TASK INSTRUCTIONS
Go through the data below and return each line containing the word "impl".

◇ ◇ ◇ ◇ ◇

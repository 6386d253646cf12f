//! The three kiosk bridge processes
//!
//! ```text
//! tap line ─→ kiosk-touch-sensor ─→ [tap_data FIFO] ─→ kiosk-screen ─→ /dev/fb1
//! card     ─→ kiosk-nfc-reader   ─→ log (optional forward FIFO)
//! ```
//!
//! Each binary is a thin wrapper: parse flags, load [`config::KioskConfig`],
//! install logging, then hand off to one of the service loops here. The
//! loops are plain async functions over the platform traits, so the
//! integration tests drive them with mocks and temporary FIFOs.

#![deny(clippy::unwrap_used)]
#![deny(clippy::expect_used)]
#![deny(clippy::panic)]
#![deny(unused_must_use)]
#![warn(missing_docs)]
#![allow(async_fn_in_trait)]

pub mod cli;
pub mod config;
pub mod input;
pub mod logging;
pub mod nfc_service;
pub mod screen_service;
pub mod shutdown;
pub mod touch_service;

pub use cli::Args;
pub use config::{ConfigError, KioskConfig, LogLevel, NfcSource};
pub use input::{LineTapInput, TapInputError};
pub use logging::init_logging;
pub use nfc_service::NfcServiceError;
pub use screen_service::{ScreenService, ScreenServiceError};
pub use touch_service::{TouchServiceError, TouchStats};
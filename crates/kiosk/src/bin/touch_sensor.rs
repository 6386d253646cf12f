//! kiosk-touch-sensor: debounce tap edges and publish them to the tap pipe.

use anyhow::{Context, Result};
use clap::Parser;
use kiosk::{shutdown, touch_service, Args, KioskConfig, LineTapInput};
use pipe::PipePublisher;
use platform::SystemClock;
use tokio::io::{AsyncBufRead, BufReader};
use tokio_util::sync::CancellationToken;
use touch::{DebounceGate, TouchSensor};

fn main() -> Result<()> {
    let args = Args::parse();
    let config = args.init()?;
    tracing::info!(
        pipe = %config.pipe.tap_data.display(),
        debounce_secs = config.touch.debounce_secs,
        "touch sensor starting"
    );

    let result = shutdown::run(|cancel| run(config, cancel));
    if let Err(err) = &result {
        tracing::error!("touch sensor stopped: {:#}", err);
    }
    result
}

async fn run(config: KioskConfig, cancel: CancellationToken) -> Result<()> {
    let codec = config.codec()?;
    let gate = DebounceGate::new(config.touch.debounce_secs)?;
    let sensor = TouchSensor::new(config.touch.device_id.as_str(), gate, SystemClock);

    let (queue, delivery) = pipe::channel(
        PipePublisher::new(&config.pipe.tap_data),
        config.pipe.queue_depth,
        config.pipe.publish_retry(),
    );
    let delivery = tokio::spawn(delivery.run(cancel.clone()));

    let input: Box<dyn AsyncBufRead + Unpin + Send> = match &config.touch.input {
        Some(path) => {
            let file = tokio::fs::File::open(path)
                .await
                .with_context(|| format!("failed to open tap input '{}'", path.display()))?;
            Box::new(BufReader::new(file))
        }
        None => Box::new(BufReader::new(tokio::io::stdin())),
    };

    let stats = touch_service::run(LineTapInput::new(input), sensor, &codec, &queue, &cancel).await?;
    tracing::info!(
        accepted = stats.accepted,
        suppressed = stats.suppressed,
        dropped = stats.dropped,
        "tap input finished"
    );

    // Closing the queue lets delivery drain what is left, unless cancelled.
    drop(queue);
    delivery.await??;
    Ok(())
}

◇ ◇ ◇ ◇ ◇

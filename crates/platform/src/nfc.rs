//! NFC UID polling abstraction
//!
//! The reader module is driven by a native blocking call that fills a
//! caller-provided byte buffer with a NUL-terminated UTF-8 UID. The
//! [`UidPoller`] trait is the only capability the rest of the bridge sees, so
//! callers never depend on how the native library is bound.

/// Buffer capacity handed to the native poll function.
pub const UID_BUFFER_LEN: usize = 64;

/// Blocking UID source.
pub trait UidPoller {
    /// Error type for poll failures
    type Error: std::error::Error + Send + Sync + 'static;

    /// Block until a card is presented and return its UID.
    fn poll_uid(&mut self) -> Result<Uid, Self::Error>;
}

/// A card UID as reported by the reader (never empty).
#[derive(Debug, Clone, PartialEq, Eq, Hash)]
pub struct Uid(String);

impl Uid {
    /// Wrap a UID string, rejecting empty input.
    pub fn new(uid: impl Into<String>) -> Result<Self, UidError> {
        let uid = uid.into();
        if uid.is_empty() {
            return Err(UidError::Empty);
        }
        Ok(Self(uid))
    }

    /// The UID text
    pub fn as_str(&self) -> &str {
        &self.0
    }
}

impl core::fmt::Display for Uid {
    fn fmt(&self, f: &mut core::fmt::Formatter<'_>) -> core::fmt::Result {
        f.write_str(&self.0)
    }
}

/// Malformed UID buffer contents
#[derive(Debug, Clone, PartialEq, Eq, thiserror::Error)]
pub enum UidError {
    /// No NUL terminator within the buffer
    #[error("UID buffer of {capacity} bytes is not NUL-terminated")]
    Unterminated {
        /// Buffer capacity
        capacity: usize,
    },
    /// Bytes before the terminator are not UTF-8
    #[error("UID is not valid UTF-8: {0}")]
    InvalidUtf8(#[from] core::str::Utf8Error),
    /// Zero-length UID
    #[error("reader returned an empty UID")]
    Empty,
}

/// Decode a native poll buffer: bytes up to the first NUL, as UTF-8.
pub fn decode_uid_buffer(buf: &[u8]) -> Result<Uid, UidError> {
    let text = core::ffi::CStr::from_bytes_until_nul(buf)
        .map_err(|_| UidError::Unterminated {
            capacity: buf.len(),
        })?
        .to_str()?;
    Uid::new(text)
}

◇ ◇ ◇ ◇ ◇

TASK RESPONSE
impl Uid {
    pub fn new(uid: impl Into<String>) -> Result<Self, UidError> {
impl core::fmt::Display for Uid {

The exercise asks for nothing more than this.